[[ TASK INPUTS open ]]

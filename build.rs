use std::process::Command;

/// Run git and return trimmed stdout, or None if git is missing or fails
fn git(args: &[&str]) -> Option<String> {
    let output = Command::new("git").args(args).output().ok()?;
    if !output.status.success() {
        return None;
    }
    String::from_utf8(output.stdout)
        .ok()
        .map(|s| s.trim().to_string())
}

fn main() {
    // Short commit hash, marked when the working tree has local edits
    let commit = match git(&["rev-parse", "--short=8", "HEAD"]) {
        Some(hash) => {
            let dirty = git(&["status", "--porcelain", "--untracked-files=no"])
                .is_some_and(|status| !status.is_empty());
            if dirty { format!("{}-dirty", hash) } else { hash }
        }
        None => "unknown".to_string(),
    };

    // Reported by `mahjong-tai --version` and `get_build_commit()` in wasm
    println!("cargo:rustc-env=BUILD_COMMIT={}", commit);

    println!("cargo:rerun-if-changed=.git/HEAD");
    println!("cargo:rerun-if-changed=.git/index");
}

[[ TASK INPUTS closed ]]
[[ TASK INPUTS open ]]

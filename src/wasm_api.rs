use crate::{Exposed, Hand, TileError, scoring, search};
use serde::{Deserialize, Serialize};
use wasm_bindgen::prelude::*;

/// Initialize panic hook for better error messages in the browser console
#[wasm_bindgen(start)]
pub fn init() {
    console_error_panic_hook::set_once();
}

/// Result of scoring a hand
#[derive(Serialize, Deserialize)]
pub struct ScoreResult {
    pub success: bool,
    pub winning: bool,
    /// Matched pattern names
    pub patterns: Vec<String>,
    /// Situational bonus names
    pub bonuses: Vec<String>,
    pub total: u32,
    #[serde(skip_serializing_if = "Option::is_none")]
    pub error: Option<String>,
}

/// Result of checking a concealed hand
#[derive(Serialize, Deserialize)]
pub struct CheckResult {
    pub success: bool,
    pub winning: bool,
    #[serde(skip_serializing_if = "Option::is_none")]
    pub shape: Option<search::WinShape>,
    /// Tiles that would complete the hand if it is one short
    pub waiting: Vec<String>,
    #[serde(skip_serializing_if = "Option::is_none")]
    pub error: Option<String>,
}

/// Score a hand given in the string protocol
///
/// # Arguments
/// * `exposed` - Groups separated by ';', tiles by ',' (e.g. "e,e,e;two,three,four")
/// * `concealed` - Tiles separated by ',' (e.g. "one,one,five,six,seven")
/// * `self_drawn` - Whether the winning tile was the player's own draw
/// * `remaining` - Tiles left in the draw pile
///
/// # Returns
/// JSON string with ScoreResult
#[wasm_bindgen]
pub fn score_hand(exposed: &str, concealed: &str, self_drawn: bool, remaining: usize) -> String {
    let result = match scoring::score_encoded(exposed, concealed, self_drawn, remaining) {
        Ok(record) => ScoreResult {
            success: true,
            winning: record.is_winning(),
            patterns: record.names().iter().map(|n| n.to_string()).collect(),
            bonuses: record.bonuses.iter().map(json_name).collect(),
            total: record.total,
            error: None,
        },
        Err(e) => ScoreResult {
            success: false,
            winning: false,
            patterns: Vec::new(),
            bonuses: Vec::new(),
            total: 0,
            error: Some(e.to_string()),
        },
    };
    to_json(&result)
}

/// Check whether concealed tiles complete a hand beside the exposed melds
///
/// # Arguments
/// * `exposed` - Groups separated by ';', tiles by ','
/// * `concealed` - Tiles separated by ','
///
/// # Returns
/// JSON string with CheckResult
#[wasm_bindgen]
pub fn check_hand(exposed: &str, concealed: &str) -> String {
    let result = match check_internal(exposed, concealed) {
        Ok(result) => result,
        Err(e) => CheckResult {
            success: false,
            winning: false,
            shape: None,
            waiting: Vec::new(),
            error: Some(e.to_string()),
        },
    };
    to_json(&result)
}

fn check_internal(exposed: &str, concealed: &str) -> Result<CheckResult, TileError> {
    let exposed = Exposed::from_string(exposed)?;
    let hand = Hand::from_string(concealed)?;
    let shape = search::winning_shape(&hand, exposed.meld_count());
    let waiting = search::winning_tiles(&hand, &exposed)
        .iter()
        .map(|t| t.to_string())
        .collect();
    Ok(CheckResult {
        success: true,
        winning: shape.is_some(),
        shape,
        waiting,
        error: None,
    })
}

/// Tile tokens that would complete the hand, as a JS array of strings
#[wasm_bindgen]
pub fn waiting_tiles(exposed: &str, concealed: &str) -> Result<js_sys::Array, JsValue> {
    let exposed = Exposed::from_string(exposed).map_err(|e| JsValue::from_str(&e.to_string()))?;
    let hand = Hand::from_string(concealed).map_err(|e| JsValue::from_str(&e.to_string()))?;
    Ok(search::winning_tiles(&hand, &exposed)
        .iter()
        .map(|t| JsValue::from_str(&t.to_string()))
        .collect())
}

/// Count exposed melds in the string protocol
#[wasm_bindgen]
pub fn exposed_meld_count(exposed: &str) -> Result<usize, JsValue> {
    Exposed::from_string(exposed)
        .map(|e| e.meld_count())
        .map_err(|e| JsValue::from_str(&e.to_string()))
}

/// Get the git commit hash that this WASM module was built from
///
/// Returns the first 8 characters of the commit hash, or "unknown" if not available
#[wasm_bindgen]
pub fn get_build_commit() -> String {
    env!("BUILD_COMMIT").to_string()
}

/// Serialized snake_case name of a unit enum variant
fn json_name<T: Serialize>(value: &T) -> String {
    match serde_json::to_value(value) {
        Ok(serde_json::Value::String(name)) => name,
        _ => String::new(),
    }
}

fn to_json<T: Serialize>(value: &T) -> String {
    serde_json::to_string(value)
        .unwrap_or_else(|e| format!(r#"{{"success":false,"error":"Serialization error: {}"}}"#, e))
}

[[ TASK INPUTS closed ]]

Once you reach the line with "pub struct CheckResult" in the data above, copy it and every line after it exactly, up to and including the line with "bool, remaining: usize)".

pub struct CheckResult {
    pub success: bool,
    pub winning: bool,
    #[serde(skip_serializing_if = "Option::is_none")]
    pub shape: Option<search::WinShape>,
    /// Tiles that would complete the hand if it is one short
    pub waiting: Vec<String>,
    #[serde(skip_serializing_if = "Option::is_none")]
    pub error: Option<String>,
}

/// Score a hand given in the string protocol
///
/// # Arguments
/// * `exposed` - Groups separated by ';', tiles by ',' (e.g. "e,e,e;two,three,four")
/// * `concealed` - Tiles separated by ',' (e.g. "one,one,five,six,seven")
/// * `self_drawn` - Whether the winning tile was the player's own draw
/// * `remaining` - Tiles left in the draw pile
///
/// # Returns
/// JSON string with ScoreResult
#[wasm_bindgen]
pub fn score_hand(exposed: &str, concealed: &str, self_drawn: bool, remaining: usize) -> String {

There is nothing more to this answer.